Апельсины до нее не долетали, сказала она, но вот он бросил один апельсин, и она поняла, что тот летит прямо на нее, и – бам! – он ударил ее прямо в грудь, прямо в сердце; на мгновение она перестала дышать.
Как только он отскочил, на него накинулись стоявшие рядом люди, рассказывала она, поэтому апельсин ей не достался. Но я знала, что это означало: в ней, в нас есть что-то особенное, ведь освященный апельсин, пролетев так далеко, ударил в сердце именно ее.
– Знаешь, – сказала она, – когда я рожала тебя, ты вылетела, как ракета, – она часто рассказывала об этом, но я не перебивала, как будто слышала в первый раз. – Я ходила на эти занятия по подготовке к родам, где все говорили, что нужно тужиться, но когда дошло до дела, ты выскочила так быстро, что я не смогла бы тебя остановить.
Мне нравилась эта история, потому что в отличие от других детей меня не пришлось выталкивать, я сэкономила маме усилия, и это кое-что говорило обо мне.
Все это: линии на ладони, апельсин, история моего рождения – означало, что когда я вырасту, я стану отличной взрослой.
– Когда я буду взрослой, ты будешь старой, – говорила я.
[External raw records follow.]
//! Error types for the appset controller
//!
//! Errors are structured with fields to aid debugging in production. Each
//! variant carries enough context (generator variant, application name,
//! provider) to locate the failing input without a debugger.

use thiserror::Error;

/// Main error type for appset operations
#[derive(Debug, Error)]
pub enum Error {
    /// Kubernetes API error
    #[error("kubernetes error: {source}")]
    Kube {
        /// The underlying kube-rs error
        #[from]
        source: kube::Error,
    },

    /// A generator spec (or its variant pointer) was empty
    #[error("generator spec is empty")]
    EmptyGenerator,

    /// A list element failed to parse as a JSON object
    #[error("malformed list element at index {index}: {message}")]
    MalformedElement {
        /// Position of the element within `list.elements`
        index: usize,
        /// Parse failure description
        message: String,
    },

    /// The template could not be parsed
    #[error("template parse error: {message}")]
    TemplateParse {
        /// Parse failure description
        message: String,
    },

    /// The template parsed but failed during execution
    #[error("template execute error: {message}")]
    TemplateExecute {
        /// Execution failure description
        message: String,
    },

    /// The rendered template is not a valid application object
    #[error("template unmarshal error: {message}")]
    TemplateUnmarshal {
        /// Deserialization failure description
        message: String,
    },

    /// The rendered application is unusable (e.g. empty name)
    #[error("invalid rendered application: {message}")]
    InvalidTarget {
        /// What makes the target invalid
        message: String,
    },

    /// A composite generator was given fewer than two child generators
    #[error("composite generator requires exactly two child generators, got fewer")]
    LessThanTwoGenerators,

    /// A composite generator was given more than two child generators
    #[error("composite generator requires exactly two child generators, got more")]
    MoreThanTwoGenerators,

    /// A child of a composite generator has more than one populated variant
    #[error("child generator must have exactly one populated variant")]
    MoreThanOneInnerGenerators,

    /// Two parameter maps rendered to the same application name
    #[error("duplicate application name: {name}")]
    DuplicateName {
        /// The colliding application name
        name: String,
    },

    /// A remote system (Git, SCM API, plugin endpoint) could not be reached
    #[error("remote unavailable [{provider}]: {message}")]
    RemoteUnavailable {
        /// Which remote failed (e.g. "git", "github", "plugin")
        provider: String,
        /// Failure description
        message: String,
    },

    /// Optimistic-concurrency conflict while applying an application
    #[error("conflict applying application {name}")]
    Conflict {
        /// The application that hit the conflict
        name: String,
    },

    /// Invalid controller or generator configuration
    #[error("configuration error: {message}")]
    Configuration {
        /// What is misconfigured
        message: String,
    },

    /// The reconcile deadline elapsed and in-flight work was aborted
    #[error("reconcile cancelled: deadline exceeded")]
    Cancelled,
}

impl Error {
    /// Create a malformed-element error for a list element
    pub fn malformed_element(index: usize, msg: impl Into<String>) -> Self {
        Self::MalformedElement {
            index,
            message: msg.into(),
        }
    }

    /// Create a template parse error
    pub fn template_parse(msg: impl Into<String>) -> Self {
        Self::TemplateParse {
            message: msg.into(),
        }
    }

    /// Create a template execution error
    pub fn template_execute(msg: impl Into<String>) -> Self {
        Self::TemplateExecute {
            message: msg.into(),
        }
    }

    /// Create a template unmarshal error
    pub fn template_unmarshal(msg: impl Into<String>) -> Self {
        Self::TemplateUnmarshal {
            message: msg.into(),
        }
    }

    /// Create an invalid-target error
    pub fn invalid_target(msg: impl Into<String>) -> Self {
        Self::InvalidTarget {
            message: msg.into(),
        }
    }

    /// Create a remote-unavailable error
    pub fn remote(provider: impl Into<String>, msg: impl Into<String>) -> Self {
        Self::RemoteUnavailable {
            provider: provider.into(),
            message: msg.into(),
        }
    }

    /// Create a configuration error
    pub fn configuration(msg: impl Into<String>) -> Self {
        Self::Configuration {
            message: msg.into(),
        }
    }

    /// Check if this error is retryable
    ///
    /// Template and arity errors are not retryable: the spec must change
    /// before a retry can succeed. Remote and conflict errors are transient.
    /// Kubernetes errors depend on the status code.
    pub fn is_retryable(&self) -> bool {
        match self {
            Error::Kube { source } => {
                !matches!(
                    source,
                    kube::Error::Api(ae) if (400..500).contains(&ae.code) && ae.code != 409
                )
            }
            Error::EmptyGenerator => false,
            Error::MalformedElement { .. } => false,
            Error::TemplateParse { .. } => false,
            Error::TemplateExecute { .. } => false,
            Error::TemplateUnmarshal { .. } => false,
            Error::InvalidTarget { .. } => false,
            Error::LessThanTwoGenerators => false,
            Error::MoreThanTwoGenerators => false,
            Error::MoreThanOneInnerGenerators => false,
            Error::DuplicateName { .. } => false,
            Error::RemoteUnavailable { .. } => true,
            Error::Conflict { .. } => true,
            Error::Configuration { .. } => false,
            Error::Cancelled => true,
        }
    }
}

#[cfg(test)]
mod tests {
    use super::*;

    #[test]
    fn template_errors_are_not_retryable() {
        assert!(!Error::template_parse("unbalanced end").is_retryable());
        assert!(!Error::template_execute("unknown helper").is_retryable());
        assert!(!Error::template_unmarshal("not an application").is_retryable());
    }

    #[test]
    fn remote_and_conflict_errors_are_retryable() {
        assert!(Error::remote("github", "503 from api.github.com").is_retryable());
        assert!(Error::Conflict {
            name: "guestbook-dev".to_string()
        }
        .is_retryable());
    }

    #[test]
    fn arity_errors_are_not_retryable() {
        assert!(!Error::LessThanTwoGenerators.is_retryable());
        assert!(!Error::MoreThanTwoGenerators.is_retryable());
        assert!(!Error::MoreThanOneInnerGenerators.is_retryable());
    }

    #[test]
    fn malformed_element_reports_index() {
        let err = Error::malformed_element(2, "expected object");
        assert!(err.to_string().contains("index 2"));
        assert!(err.to_string().contains("expected object"));
    }

    #[test]
    fn remote_error_names_the_provider() {
        let err = Error::remote("plugin", "connection refused");
        assert!(err.to_string().contains("[plugin]"));
        assert!(err.to_string().contains("connection refused"));
    }
}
Я представляла свое взросление как продвижение по линии жизни: чем старше я становлюсь, тем ниже обозначающая меня точка на ней.
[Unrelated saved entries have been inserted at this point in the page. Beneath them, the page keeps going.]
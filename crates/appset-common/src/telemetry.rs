//! Tracing initialization for the controller
//!
//! JSON structured logging with an environment-driven filter. The default
//! filter keeps our crates at debug and the noisy HTTP stack at warn.

use thiserror::Error;
use tracing_subscriber::layer::SubscriberExt;
use tracing_subscriber::util::SubscriberInitExt;
use tracing_subscriber::EnvFilter;

/// Errors that can occur during telemetry initialization
#[derive(Debug, Error)]
pub enum TelemetryError {
    /// Failed to initialize the tracing subscriber
    #[error("failed to initialize tracing subscriber: {0}")]
    SubscriberInit(String),
}

/// Initialize the tracing subscriber.
///
/// Honours `RUST_LOG`; without it the controller logs at info with our
/// own crates at debug.
pub fn init_telemetry() -> Result<(), TelemetryError> {
    let env_filter = EnvFilter::try_from_default_env()
        .unwrap_or_else(|_| EnvFilter::new("info,appset=debug,kube=info,hyper=warn,tower=warn"));

    let fmt_layer = tracing_subscriber::fmt::layer()
        .json()
        .with_current_span(true)
        .with_span_list(false)
        .with_target(true)
        .with_file(false)
        .with_line_number(false);

    tracing_subscriber::registry()
        .with(env_filter)
        .with(fmt_layer)
        .try_init()
        .map_err(|e| TelemetryError::SubscriberInit(e.to_string()))?;

    Ok(())
}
Мы ходили в сетевую кофейню за углом, и продавец угощал мою маму кофе, а потом мы садились на нагретую солнцем скамейку на улице. По краю площади напротив кофейни тянулся двойной ряд сикоморов, стриженных почти до самого ствола, отчего они напоминали детские игрушки: короткие веточки с толстыми шарами на концах. В воздухе пахло корой деревьев.
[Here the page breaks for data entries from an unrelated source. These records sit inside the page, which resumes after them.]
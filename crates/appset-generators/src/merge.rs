//! Merge generator: keyed join of two child generators
//!
//! A `mergeKeys` list names the fields forming the join key. The first
//! child is the base set; parameter maps from the second child are merged
//! over base maps sharing the same key, with the second child winning on
//! collisions (deep union). Maps missing any merge key are dropped.

use std::collections::HashMap;
use std::sync::Arc;
use std::time::Duration;

use async_trait::async_trait;
use serde_json::Value;
use tracing::debug;

use appset_common::crd::{
    ApplicationSet, ApplicationSetTemplate, GeneratorSpec, MergeGenerator, ParamMap,
};
use appset_common::utils::deep_merge;
use appset_common::{Error, Result};

use crate::matrix::check_arity;
use crate::{generator_for, Generator, GeneratorRegistry, NO_REQUEUE_AFTER};

/// Keyed-join composite generator
pub struct MergeGeneratorImpl {
    children: Arc<GeneratorRegistry>,
}

impl MergeGeneratorImpl {
    /// Create a merge generator dispatching children through `children`.
    pub fn new(children: Arc<GeneratorRegistry>) -> Self {
        Self { children }
    }

    async fn child_params(
        &self,
        nested: &appset_common::crd::NestedGeneratorSpec,
        app_set: &ApplicationSet,
    ) -> Result<Vec<ParamMap>> {
        let spec = nested.to_generator_spec();
        match spec.populated_count() {
            0 => return Err(Error::EmptyGenerator),
            1 => {}
            _ => return Err(Error::MoreThanOneInnerGenerators),
        }
        generator_for(&self.children, &spec)?
            .generate_params(&spec, app_set)
            .await
    }
}

#[async_trait]
impl Generator for MergeGeneratorImpl {
    async fn generate_params(
        &self,
        spec: &GeneratorSpec,
        app_set: &ApplicationSet,
    ) -> Result<Vec<ParamMap>> {
        let merge = spec.merge.as_ref().ok_or(Error::EmptyGenerator)?;
        check_arity(&merge.generators)?;
        if merge.merge_keys.is_empty() {
            return Err(Error::configuration("merge generator requires mergeKeys"));
        }

        let base = self.child_params(&merge.generators[0], app_set).await?;
        let overlay = self.child_params(&merge.generators[1], app_set).await?;

        // Index the overlay side; a later map with the same key replaces an
        // earlier one, matching "later generators override earlier"
        let mut overlay_by_key: HashMap<String, ParamMap> = HashMap::new();
        for map in overlay {
            match merge_key(&map, &merge.merge_keys) {
                Some(key) => {
                    overlay_by_key.insert(key, map);
                }
                None => debug!("overlay parameter map is missing a merge key, dropped"),
            }
        }

        let mut result = Vec::new();
        for base_map in base {
            let Some(key) = merge_key(&base_map, &merge.merge_keys) else {
                debug!("base parameter map is missing a merge key, dropped");
                continue;
            };
            match overlay_by_key.get(&key) {
                Some(overlay_map) => {
                    let mut merged = Value::Object(base_map);
                    deep_merge(&mut merged, &Value::Object(overlay_map.clone()));
                    let Value::Object(merged) = merged else {
                        unreachable!("deep_merge of two objects yields an object");
                    };
                    result.push(merged);
                }
                None => result.push(base_map),
            }
        }
        Ok(result)
    }

    fn get_template(&self, spec: &GeneratorSpec) -> Option<ApplicationSetTemplate> {
        spec.merge.as_ref().map(|m| m.template.clone())
    }

    fn get_requeue_after(&self, spec: &GeneratorSpec) -> Duration {
        let Some(merge) = spec.merge.as_ref() else {
            return NO_REQUEUE_AFTER;
        };

        let mut requeue = NO_REQUEUE_AFTER;
        for nested in &merge.generators {
            let child = nested.to_generator_spec();
            if child.populated_count() != 1 {
                continue;
            }
            if let Ok(generator) = generator_for(&self.children, &child) {
                requeue = requeue.min(generator.get_requeue_after(&child));
            }
        }
        requeue
    }
}

/// Compose the join key for one parameter map, or `None` when any merge
/// key is absent.
fn merge_key(map: &ParamMap, merge_keys: &[String]) -> Option<String> {
    let mut parts = Vec::with_capacity(merge_keys.len());
    for key in merge_keys {
        parts.push(format!("{key}={}", map.get(key)?));
    }
    Some(parts.join("/"))
}

#[cfg(test)]
mod tests {
    use super::*;
    use crate::list::ListGeneratorImpl;
    use appset_common::crd::{ListGenerator, NestedGeneratorSpec};
    use serde_json::json;

    fn list_nested(elements: Vec<serde_json::Value>) -> NestedGeneratorSpec {
        NestedGeneratorSpec {
            list: Some(ListGenerator {
                elements,
                ..Default::default()
            }),
            ..Default::default()
        }
    }

    fn merge_spec(generators: Vec<NestedGeneratorSpec>, keys: Vec<&str>) -> GeneratorSpec {
        GeneratorSpec {
            merge: Some(MergeGenerator {
                generators,
                merge_keys: keys.into_iter().map(String::from).collect(),
                ..Default::default()
            }),
            ..Default::default()
        }
    }

    fn merge_generator() -> MergeGeneratorImpl {
        let mut registry: GeneratorRegistry = HashMap::new();
        registry.insert(
            "List",
            Arc::new(ListGeneratorImpl::new()) as Arc<dyn Generator>,
        );
        MergeGeneratorImpl::new(Arc::new(registry))
    }

    fn app_set() -> ApplicationSet {
        ApplicationSet::new("test", Default::default())
    }

    #[tokio::test]
    async fn joins_on_the_merge_key_with_overlay_winning() {
        let generator = merge_generator();
        let spec = merge_spec(
            vec![
                list_nested(vec![
                    json!({"cluster": "dev", "replicas": 1}),
                    json!({"cluster": "prod", "replicas": 1}),
                ]),
                list_nested(vec![json!({"cluster": "prod", "replicas": 5, "ha": true})]),
            ],
            vec!["cluster"],
        );

        let params = generator.generate_params(&spec, &app_set()).await.unwrap();
        assert_eq!(params.len(), 2);
        assert_eq!(params[0]["cluster"], "dev");
        assert_eq!(params[0]["replicas"], 1);
        assert_eq!(params[1]["cluster"], "prod");
        assert_eq!(params[1]["replicas"], 5);
        assert_eq!(params[1]["ha"], true);
    }

    #[tokio::test]
    async fn deep_union_merges_nested_maps() {
        let generator = merge_generator();
        let spec = merge_spec(
            vec![
                list_nested(vec![json!({
                    "cluster": "prod",
                    "values": {"region": "us-east-1", "tier": "free"}
                })]),
                list_nested(vec![json!({
                    "cluster": "prod",
                    "values": {"tier": "paid"}
                })]),
            ],
            vec!["cluster"],
        );

        let params = generator.generate_params(&spec, &app_set()).await.unwrap();
        assert_eq!(params[0]["values"]["region"], "us-east-1");
        assert_eq!(params[0]["values"]["tier"], "paid");
    }

    #[tokio::test]
    async fn maps_missing_a_merge_key_are_dropped() {
        let generator = merge_generator();
        let spec = merge_spec(
            vec![
                list_nested(vec![
                    json!({"cluster": "dev"}),
                    json!({"unrelated": true}),
                ]),
                list_nested(vec![json!({"no-key-here": 1})]),
            ],
            vec!["cluster"],
        );

        let params = generator.generate_params(&spec, &app_set()).await.unwrap();
        assert_eq!(params.len(), 1);
        assert_eq!(params[0]["cluster"], "dev");
    }

    #[tokio::test]
    async fn compound_merge_keys_require_every_field() {
        let generator = merge_generator();
        let spec = merge_spec(
            vec![
                list_nested(vec![
                    json!({"cluster": "dev", "region": "us", "v": 1}),
                    json!({"cluster": "dev", "region": "eu", "v": 1}),
                ]),
                list_nested(vec![json!({"cluster": "dev", "region": "eu", "v": 2})]),
            ],
            vec!["cluster", "region"],
        );

        let params = generator.generate_params(&spec, &app_set()).await.unwrap();
        assert_eq!(params.len(), 2);
        assert_eq!(params[0]["v"], 1);
        assert_eq!(params[1]["v"], 2);
    }

    #[tokio::test]
    async fn missing_merge_keys_config_is_an_error() {
        let generator = merge_generator();
        let spec = merge_spec(vec![list_nested(vec![]), list_nested(vec![])], vec![]);
        let err = generator.generate_params(&spec, &app_set()).await.unwrap_err();
        assert!(matches!(err, Error::Configuration { .. }));
    }

    #[tokio::test]
    async fn arity_is_enforced() {
        let generator = merge_generator();
        let spec = merge_spec(vec![list_nested(vec![])], vec!["cluster"]);
        let err = generator.generate_params(&spec, &app_set()).await.unwrap_err();
        assert!(matches!(err, Error::LessThanTwoGenerators));
    }

    #[test]
    fn requeue_of_two_lists_is_the_identity() {
        let generator = merge_generator();
        let spec = merge_spec(vec![list_nested(vec![]), list_nested(vec![])], vec!["k"]);
        assert_eq!(generator.get_requeue_after(&spec), NO_REQUEUE_AFTER);
    }
}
– Вот такой? – шамкала мама, будто у нее нет зубов, ковыляя, как старушка с тростью. Потом выпрямлялась. – Солнце, я только на двадцать четыре года тебя старше. Когда ты вырастешь, я буду еще молодой.
Я говорила: «Мм», – как будто соглашаясь. Но все ее слова, все ее объяснения не имели значения. Я представляла, что мы сидим на противоположных концах качелей-весов: когда одна расцветала – набиралась сил, или становилась счастливой, или обретала почву под ногами, – другая тускнела. Я все еще буду молодой, а она станет старой. Будет пахнуть застоявшейся водой в вазе, старыми людьми. А я буду свежей, зеленой, и буду благоухать только что срезанными ветвями.
¦
В середине учебного года я поступила в подготовительный класс государственной школы в Пало-Алто. До этого я ходила в другую школу, но мама решила, что в классе слишком много мальчиков, поэтому меня перевели. В первый день помощница учительницы вывела меня во двор, поставила у стены и сделала полароидный снимок, который повесила на доске рядом с фотографиями других учеников, подписав внизу мое имя. На нем я как-то по-дурацки обхватила рукой голову, потому что в тот момент решила, что буду здорово смотреться на фоне других учеников, снятых перед голубой занавеской. Мой снимок выглядел кустарным, был весь пропитан светом. Мне казалось, он говорит не только о том, что я позже других перешла в эту школу, но и о том, что мои очертания были подвижны, что они вот-вот должны были раствориться на солнце.
У нашей высокой, полной учительницы Пэт был певучий голос, она надевала босоножки на носки, носила джинсовые юбки длиной по лодыжку, футболки, свисавшие с ее пышной груди, и очки на веревке. На переменах мы играли в комнате рядом с классом в деревянных джунглях – среди соединенных мостками и перекладинами гимнастических снарядов. Висевшую между двух деревянных платформ канатную сетку, хихикая, называли постелью. Я представляла себе, что там нужно извиваться всем телом и замирать, извиваться и замирать. Было в этом что-то мерзкое. Вскоре после перехода в новую школу я упала в нее, и пока выбиралась оттуда, все вокруг орали: «Вей-ся! Вей-ся!»
В подготовительном классе делали упор на чтение, но я не умела читать. За каждую прочитанную книжку ученикам давали маленького плюшевого медведя.